● Stored data:
BEGIN
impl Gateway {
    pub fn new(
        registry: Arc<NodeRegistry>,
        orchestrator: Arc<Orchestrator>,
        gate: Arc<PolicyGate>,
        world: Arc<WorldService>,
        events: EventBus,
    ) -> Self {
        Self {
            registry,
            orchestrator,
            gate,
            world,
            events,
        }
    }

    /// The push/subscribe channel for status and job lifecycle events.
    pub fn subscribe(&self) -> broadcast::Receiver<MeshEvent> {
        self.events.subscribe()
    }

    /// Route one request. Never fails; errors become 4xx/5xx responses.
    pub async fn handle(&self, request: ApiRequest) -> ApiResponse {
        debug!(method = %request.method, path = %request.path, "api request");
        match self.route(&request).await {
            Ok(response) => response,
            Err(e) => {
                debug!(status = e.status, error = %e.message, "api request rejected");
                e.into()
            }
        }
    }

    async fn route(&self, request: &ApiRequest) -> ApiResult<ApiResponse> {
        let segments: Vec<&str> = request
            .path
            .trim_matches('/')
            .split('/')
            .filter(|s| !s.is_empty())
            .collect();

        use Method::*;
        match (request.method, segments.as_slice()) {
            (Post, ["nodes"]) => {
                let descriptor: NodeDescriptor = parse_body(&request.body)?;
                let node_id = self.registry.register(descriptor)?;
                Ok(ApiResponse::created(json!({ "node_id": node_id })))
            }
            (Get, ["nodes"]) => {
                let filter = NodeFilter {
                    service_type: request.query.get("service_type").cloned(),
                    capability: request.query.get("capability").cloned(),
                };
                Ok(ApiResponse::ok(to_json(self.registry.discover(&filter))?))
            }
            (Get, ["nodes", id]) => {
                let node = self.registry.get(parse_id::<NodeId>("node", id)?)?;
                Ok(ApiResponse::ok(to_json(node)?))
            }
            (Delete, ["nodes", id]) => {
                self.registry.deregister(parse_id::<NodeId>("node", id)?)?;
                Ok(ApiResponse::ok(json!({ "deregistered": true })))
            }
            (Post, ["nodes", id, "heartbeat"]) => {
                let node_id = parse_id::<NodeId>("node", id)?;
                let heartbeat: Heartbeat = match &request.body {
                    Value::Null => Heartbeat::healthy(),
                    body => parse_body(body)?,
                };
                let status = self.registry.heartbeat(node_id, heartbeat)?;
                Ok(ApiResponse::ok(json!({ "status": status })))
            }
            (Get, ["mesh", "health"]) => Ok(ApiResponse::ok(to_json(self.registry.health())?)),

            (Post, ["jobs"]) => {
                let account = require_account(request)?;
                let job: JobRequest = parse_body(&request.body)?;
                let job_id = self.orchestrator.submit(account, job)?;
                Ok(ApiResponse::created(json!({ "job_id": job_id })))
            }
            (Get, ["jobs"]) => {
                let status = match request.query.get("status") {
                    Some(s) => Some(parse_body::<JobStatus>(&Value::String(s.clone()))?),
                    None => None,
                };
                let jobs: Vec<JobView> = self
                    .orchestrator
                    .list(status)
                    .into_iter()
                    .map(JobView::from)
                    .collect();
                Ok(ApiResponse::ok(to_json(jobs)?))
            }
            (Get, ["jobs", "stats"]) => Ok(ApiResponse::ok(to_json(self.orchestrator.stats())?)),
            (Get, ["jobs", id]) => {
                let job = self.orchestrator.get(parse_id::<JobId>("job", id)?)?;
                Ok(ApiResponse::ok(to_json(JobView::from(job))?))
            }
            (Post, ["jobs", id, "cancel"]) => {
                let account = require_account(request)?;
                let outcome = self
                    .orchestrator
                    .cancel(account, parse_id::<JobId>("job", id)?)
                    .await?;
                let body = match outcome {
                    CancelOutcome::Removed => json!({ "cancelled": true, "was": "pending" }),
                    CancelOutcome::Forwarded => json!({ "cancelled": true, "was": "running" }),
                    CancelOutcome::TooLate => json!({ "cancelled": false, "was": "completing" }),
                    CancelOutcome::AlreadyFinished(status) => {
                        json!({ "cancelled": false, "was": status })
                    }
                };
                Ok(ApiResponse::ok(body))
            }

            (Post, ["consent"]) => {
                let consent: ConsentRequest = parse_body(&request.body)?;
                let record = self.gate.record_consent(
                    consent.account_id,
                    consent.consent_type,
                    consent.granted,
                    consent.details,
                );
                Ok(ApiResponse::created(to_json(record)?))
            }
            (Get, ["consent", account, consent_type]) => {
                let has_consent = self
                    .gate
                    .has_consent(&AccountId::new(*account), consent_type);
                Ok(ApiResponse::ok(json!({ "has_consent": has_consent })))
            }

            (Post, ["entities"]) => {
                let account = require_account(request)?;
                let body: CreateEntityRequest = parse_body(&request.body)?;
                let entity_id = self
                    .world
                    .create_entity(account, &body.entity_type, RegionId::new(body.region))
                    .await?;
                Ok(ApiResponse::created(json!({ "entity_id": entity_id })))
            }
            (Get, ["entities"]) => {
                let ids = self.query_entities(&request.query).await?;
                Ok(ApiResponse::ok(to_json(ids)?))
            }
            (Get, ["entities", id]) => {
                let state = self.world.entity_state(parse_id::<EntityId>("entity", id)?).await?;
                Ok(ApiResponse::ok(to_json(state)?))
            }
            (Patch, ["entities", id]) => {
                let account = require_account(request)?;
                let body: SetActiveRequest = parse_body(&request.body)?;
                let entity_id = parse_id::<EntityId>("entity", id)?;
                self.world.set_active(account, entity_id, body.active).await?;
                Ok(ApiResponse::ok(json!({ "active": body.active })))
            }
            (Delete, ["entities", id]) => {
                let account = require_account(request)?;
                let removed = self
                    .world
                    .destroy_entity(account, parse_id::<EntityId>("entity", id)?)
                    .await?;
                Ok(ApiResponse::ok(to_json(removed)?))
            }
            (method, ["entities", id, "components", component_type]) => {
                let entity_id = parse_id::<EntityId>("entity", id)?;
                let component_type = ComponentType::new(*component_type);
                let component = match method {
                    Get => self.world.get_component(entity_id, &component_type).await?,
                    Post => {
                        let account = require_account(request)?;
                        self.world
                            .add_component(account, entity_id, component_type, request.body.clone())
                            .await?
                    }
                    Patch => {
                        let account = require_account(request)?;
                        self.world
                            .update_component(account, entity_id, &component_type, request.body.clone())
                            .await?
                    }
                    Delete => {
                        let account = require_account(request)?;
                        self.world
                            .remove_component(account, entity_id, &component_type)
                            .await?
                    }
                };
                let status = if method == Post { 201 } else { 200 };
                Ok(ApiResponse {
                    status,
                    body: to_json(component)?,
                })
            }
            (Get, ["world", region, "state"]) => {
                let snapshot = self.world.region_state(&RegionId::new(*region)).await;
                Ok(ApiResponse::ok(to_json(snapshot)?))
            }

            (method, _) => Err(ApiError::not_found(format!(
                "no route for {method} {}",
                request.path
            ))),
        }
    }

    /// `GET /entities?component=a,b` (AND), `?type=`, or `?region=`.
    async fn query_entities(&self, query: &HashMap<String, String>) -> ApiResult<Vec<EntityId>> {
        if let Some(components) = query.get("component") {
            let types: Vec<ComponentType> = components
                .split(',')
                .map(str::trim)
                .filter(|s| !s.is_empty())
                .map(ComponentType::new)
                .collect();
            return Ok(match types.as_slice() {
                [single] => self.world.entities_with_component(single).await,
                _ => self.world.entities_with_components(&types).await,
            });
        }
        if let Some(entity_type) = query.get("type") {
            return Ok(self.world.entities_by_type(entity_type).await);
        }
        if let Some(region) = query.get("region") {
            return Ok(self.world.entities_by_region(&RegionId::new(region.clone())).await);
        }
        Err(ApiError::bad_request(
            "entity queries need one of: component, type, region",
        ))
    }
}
END
BEGIN
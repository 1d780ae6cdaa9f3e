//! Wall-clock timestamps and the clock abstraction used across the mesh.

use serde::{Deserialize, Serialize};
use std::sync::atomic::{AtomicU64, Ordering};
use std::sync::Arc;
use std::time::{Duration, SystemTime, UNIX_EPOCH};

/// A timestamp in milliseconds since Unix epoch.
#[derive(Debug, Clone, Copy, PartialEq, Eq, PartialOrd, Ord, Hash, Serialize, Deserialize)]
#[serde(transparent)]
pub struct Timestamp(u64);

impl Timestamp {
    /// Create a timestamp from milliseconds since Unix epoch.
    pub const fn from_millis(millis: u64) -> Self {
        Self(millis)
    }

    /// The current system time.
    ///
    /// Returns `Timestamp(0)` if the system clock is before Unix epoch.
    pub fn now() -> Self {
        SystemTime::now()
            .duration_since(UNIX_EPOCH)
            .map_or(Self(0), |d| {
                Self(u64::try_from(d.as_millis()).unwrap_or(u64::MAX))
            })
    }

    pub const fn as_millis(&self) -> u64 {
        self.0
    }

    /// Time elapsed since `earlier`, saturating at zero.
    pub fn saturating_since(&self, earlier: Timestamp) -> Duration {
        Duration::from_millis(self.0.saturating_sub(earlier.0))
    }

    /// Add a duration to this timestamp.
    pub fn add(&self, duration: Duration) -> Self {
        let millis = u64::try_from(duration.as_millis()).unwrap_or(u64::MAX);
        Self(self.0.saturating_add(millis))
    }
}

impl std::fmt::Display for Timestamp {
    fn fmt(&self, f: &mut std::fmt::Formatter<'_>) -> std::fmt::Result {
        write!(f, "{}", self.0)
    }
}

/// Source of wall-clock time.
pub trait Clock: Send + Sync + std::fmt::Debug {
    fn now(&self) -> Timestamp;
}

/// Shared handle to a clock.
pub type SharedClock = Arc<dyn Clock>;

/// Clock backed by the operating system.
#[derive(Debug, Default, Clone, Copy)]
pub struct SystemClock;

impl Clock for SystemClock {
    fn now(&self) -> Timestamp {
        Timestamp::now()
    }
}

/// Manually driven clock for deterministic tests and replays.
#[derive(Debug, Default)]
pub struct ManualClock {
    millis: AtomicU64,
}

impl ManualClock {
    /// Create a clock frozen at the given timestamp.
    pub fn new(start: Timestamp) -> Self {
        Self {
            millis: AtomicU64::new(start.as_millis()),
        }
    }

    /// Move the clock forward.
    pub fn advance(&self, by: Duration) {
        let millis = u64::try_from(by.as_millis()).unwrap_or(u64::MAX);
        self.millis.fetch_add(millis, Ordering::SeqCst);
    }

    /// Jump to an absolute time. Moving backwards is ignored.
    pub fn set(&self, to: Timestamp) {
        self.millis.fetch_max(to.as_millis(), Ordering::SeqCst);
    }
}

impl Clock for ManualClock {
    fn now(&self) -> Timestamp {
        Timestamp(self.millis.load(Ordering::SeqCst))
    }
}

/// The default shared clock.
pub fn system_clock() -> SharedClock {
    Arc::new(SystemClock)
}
END
● Instructions for the task: Your response should be made up of the lines in the data that contain the word "SystemTime".

● Result of this task:
use std::time::{Duration, SystemTime, UNIX_EPOCH};
        SystemTime::now()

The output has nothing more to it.